Figure 12.8 Scatterplots of posterior means of various statistics of two different Gibbs samples for bivariate stochastic volatility model for monthly log returns of IBM stock and S&P 500 index. The x axis denotes results based on 500 + 2000 iterations and the y axis denotes results based on 500 + 1000 iterations. Notation is defined in text.


It is informative to compare the BEKK model and the GARCH model with time-varying correlations in Eqs. (12.33)–(12.36) with the stochastic volatility model. First, as expected, the mean equations of the three models are essentially identical. Second, Figure 12.9 shows the time plots of the conditional variance for IBM stock return. Figure 12.9(a) is for the GARCH model, Figure 12.9(b) is from the BEKK model, and Figure 12.9(c) shows the posterior mean of the stochastic volatility model. The three models show similar volatility characteristics; they exhibit volatility clustering and indicate an increasing trend in volatility. However, the GARCH model produces higher peak volatility values and an additional peak in 1993. Third, Figure 12.10 shows the time plots of conditional variance for the S&P 500 index return. The GARCH model produces an extra volatility peak around 1993. This additional peak does not appear in the univariate analysis shown in Figure 12.6. It seems that for this particular instance the bivariate GARCH model produces a spurious volatility peak. This spurious peak is induced by its dependence on IBM returns and does not appear in the stochastic volatility model or the BEKK model. Indeed, the fitted volatilities of the S&P 500 index return by the bivariate stochastic volatility model are similar to that of the univariate analysis. Fourth, Figure 12.11 shows the time plots of fitted conditional correlations. Here the three models differ substantially. The correlations of the GARCH model with Cholesky decomposition are relatively smooth and always positive with mean value 0.59 and standard deviation 0.07. The range of the correlations is (0.411,0.849). The correlations of the BEKK(1,1) model assume small negative values around 1993 and are more variable with mean 0.59, standard deviation 0.13 and range (− 0.020, 0.877). However, the correlations produced by the stochastic volatility model vary markedly from one month to another with mean value 0.60, standard deviation 0.14, and range (− 0.161, 0.839). Furthermore, the negative correlations occur in several isolated periods.

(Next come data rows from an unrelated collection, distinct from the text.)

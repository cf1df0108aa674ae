use std::sync::Arc;

use super::{CatalogEntry, Market, StoreCatalog, StorePage, StoreScraper};
use crate::browser::{BrowserLauncher, LocaleProfile};
use crate::config::ScrapeTimeouts;
use crate::extract::NumberFormat;

pub const ARGENTINA_JERSEY: &str = "argentina_jersey";

pub const AR_SELECTORS: [&str; 6] = [
    ".product-price-container .price",
    ".product-price",
    ".gl-price-item",
    ".gl-price__value",
    r#"[data-auto-id="product-price"]"#,
    r#"[data-auto-id="sale-price"]"#,
];

pub const US_SELECTORS: [&str; 5] = [
    ".gl-price-item",
    ".gl-price__value",
    r#"[data-auto-id="product-price"]"#,
    r#"[data-auto-id="sale-price"]"#,
    ".product-price",
];

// Adobe data layer first, then the rendered price blocks.
pub const US_PRICE_PROBE: &str = r#"(() => {
  const layer = window.adobeDataLayer;
  if (Array.isArray(layer)) {
    for (const item of layer) {
      if (item && item.product && item.product.price) return item.product.price;
    }
  }
  const els = document.querySelectorAll('[data-auto-id="product-price"], [data-auto-id="sale-price"]');
  for (const el of els) {
    const text = el.textContent;
    if (text && text.includes('$')) return text;
  }
  return null;
})()"#;

pub fn catalog() -> StoreCatalog {
    let ar_profile = LocaleProfile::argentina()
        .with_cookie("accept_cookies", "true", ".adidas.com.ar")
        .with_header("Referer", "https://www.adidas.com.ar/ropa-seleccion-argentina");
    let us_profile = LocaleProfile::united_states()
        .with_cookie("geo_country", "US", ".adidas.com")
        .with_cookie("languageLocale", "en_US", ".adidas.com")
        .with_header("Referer", "https://www.adidas.com/us/soccer-jerseys");

    StoreCatalog::default().with_entry(
        ARGENTINA_JERSEY,
        CatalogEntry {
            ar: StorePage {
                market: Market::Argentina,
                url: "https://www.adidas.com.ar/camiseta-aniversario-50-anos-seleccion-argentina/JF0395.html"
                    .into(),
                fallback: 149_999.0,
                profile: ar_profile,
                selectors: AR_SELECTORS.to_vec(),
                format: NumberFormat::Argentine,
                content_sweep: true,
                probe: None,
            },
            us: StorePage {
                market: Market::UnitedStates,
                url: "https://www.adidas.com/us/argentina-anniversary-jersey/JF2641.html".into(),
                fallback: 100.0,
                profile: us_profile,
                selectors: US_SELECTORS.to_vec(),
                format: NumberFormat::Plain,
                content_sweep: false,
                probe: Some(US_PRICE_PROBE),
            },
        },
    )
}

pub struct AdidasScraper;

impl AdidasScraper {
    pub const NAME: &'static str = "adidas";

    pub fn build(launcher: Arc<dyn BrowserLauncher>, timeouts: ScrapeTimeouts) -> StoreScraper {
        StoreScraper::new(Self::NAME, catalog(), launcher, timeouts)
    }
}

#[cfg(test)]
mod tests {
    use super::*;

    #[test]
    fn jersey_fallbacks_and_formats() {
        let c = catalog();
        let entry = c.get(ARGENTINA_JERSEY).unwrap();
        assert_eq!(entry.ar.fallback, 149_999.0);
        assert_eq!(entry.us.fallback, 100.0);
        assert_eq!(entry.ar.format, NumberFormat::Argentine);
        assert!(entry.us.probe.is_some());
    }
}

The difference is understandable because q21, t contains the random shock ut in the stochastic volatility model.


The Gibbs sampling estimation applies to other bivariate stochastic volatility models. The conditional posterior distributions needed require some extensions of those discussed in this section, but they are based on the same ideas. The BEKK model is estimated by using Matlab.  □

Figure 12.9 Time plots of fitted conditional variance for monthly log returns of IBM stock from 1962 to 2009: (a) GARCH model with time-varying correlations, (b) BEKK(1,1) model, and (c) bivariate stochastic volatility model estimated by Gibbs sampling with 500 + 2000 iterations.


Figure 12.10 Time plots of conditional variance for monthly log returns of S&P 500 index from 1962 to 2009: (a) GARCH model with time-varying correlations, (b) BEKK(1,1) model, and (c) bivariate stochastic volatility model estimated by Gibbs sampling with 500 + 2000 iterations.


Figure 12.11 Time plots of fitted correlation coefficients between monthly log returns of IBM stock and S&P 500 index from 1962 to 2009: (a) GARCH model with time-varying correlations, (b) BEKK(1,1) model, and (c) bivariate stochastic volatility model estimated by Gibbs sampling with 500 + 2000 iterations.